Task requirements:
If a line holds the word "PathBuf", copy it from the entries.

Listed records:
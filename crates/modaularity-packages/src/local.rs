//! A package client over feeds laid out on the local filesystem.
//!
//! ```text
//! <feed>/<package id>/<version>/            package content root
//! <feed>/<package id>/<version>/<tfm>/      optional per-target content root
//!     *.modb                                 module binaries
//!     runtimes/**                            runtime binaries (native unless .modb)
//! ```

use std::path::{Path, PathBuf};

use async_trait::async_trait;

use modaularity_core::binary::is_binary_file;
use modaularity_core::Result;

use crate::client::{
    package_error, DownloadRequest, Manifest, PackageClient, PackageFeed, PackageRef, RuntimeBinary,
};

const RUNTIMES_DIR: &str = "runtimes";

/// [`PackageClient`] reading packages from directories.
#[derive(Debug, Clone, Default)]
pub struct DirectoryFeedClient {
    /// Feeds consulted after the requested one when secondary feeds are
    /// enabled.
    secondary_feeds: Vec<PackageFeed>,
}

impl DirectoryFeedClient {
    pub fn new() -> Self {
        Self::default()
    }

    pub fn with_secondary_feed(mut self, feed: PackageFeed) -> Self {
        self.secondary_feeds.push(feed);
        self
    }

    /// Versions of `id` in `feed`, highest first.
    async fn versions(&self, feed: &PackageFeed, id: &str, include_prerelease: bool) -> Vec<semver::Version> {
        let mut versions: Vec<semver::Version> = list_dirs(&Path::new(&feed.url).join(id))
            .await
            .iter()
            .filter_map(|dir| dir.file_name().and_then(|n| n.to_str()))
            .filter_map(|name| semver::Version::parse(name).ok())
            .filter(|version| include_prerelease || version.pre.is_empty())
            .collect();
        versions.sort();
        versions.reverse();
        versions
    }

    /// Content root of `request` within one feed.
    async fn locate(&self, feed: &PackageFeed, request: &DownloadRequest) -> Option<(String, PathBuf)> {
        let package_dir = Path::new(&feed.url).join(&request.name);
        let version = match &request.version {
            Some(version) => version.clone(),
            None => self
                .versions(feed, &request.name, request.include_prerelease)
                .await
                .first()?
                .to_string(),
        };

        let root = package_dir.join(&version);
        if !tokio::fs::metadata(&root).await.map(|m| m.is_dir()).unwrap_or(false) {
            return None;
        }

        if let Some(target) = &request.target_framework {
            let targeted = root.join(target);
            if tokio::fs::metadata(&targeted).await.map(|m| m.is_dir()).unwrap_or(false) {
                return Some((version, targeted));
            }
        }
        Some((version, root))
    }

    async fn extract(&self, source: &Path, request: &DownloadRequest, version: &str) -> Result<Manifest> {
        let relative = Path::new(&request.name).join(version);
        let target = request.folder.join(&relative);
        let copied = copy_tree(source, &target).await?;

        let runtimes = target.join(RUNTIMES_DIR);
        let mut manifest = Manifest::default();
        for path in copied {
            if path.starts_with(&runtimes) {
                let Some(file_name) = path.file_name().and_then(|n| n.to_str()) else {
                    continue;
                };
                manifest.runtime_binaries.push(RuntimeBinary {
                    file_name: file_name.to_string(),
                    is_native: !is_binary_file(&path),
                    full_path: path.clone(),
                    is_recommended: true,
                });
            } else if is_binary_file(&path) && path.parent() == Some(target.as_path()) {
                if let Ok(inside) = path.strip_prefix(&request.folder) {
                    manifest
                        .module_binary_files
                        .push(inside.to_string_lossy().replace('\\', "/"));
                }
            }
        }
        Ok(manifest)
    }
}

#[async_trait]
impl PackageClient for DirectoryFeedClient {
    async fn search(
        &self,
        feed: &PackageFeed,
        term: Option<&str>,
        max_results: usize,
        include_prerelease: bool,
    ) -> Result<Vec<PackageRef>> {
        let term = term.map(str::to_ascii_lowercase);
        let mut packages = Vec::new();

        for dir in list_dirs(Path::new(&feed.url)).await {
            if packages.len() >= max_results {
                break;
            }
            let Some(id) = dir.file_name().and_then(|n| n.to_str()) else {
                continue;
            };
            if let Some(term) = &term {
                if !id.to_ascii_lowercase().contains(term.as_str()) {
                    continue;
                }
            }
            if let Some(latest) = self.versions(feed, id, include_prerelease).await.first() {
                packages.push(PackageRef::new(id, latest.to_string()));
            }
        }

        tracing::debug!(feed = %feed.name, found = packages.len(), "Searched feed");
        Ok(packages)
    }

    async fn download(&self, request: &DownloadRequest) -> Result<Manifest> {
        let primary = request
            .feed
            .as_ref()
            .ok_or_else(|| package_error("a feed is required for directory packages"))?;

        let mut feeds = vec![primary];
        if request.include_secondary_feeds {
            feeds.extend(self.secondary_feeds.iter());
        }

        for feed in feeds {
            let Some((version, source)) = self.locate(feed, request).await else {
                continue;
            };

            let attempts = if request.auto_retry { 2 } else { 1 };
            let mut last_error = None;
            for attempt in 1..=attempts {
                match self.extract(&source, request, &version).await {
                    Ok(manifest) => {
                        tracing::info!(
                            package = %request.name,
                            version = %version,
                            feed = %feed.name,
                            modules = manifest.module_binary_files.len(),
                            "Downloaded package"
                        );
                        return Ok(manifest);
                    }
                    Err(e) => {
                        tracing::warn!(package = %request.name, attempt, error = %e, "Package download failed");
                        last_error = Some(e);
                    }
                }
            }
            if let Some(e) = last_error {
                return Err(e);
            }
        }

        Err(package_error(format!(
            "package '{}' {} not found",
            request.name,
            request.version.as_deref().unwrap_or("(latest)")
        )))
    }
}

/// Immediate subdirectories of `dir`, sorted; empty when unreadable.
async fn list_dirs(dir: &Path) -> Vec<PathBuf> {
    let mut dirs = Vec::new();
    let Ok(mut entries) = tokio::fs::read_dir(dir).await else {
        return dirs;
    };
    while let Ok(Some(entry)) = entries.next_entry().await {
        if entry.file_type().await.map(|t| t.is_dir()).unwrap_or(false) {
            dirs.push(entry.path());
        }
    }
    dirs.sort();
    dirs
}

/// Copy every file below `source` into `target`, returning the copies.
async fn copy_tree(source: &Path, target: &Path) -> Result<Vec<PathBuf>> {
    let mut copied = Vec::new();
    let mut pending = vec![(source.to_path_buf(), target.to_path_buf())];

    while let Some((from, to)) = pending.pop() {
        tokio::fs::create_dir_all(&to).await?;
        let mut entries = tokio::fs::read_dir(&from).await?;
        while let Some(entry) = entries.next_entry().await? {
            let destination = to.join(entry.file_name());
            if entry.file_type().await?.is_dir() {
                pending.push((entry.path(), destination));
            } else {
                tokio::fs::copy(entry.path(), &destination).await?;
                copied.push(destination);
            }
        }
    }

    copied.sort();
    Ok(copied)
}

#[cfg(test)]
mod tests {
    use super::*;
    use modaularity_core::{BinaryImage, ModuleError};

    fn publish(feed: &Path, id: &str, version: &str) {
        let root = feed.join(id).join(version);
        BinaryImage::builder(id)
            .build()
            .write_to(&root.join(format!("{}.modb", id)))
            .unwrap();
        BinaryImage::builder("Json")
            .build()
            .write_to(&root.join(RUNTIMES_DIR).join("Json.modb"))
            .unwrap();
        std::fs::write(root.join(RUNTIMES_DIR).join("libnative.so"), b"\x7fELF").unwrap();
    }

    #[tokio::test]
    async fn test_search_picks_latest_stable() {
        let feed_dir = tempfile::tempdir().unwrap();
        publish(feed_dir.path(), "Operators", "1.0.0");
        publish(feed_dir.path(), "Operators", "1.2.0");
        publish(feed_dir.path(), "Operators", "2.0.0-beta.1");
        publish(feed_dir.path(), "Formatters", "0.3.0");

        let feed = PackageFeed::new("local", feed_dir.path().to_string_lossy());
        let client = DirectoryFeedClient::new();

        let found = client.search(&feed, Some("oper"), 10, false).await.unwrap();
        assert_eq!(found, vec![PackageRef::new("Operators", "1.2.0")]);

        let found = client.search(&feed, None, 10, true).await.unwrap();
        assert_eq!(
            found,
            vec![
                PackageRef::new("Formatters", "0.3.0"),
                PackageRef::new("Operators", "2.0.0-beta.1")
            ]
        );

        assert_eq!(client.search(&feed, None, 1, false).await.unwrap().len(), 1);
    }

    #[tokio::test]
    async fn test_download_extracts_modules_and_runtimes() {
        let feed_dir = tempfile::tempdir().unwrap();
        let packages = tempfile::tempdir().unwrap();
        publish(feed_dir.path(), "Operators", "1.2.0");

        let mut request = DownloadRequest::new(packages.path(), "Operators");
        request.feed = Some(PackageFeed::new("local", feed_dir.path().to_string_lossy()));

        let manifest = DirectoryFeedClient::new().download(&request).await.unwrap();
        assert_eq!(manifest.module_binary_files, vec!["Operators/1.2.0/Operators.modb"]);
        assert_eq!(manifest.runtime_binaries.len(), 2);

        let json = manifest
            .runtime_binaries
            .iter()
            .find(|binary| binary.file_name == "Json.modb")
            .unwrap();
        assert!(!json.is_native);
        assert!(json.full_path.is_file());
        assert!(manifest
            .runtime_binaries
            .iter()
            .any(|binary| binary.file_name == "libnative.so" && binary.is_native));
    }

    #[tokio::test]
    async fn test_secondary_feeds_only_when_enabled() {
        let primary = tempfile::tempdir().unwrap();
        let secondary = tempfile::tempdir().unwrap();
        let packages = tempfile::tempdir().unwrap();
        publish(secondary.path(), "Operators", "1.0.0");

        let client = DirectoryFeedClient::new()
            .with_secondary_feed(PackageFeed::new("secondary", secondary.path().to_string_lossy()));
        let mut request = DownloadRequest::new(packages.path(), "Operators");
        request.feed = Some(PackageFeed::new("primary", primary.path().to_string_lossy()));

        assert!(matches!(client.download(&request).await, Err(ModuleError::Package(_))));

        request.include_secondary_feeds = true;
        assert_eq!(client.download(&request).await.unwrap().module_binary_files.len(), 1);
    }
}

Written answer:
use std::path::{Path, PathBuf};
    async fn locate(&self, feed: &PackageFeed, request: &DownloadRequest) -> Option<(String, PathBuf)> {
async fn list_dirs(dir: &Path) -> Vec<PathBuf> {
async fn copy_tree(source: &Path, target: &Path) -> Result<Vec<PathBuf>> {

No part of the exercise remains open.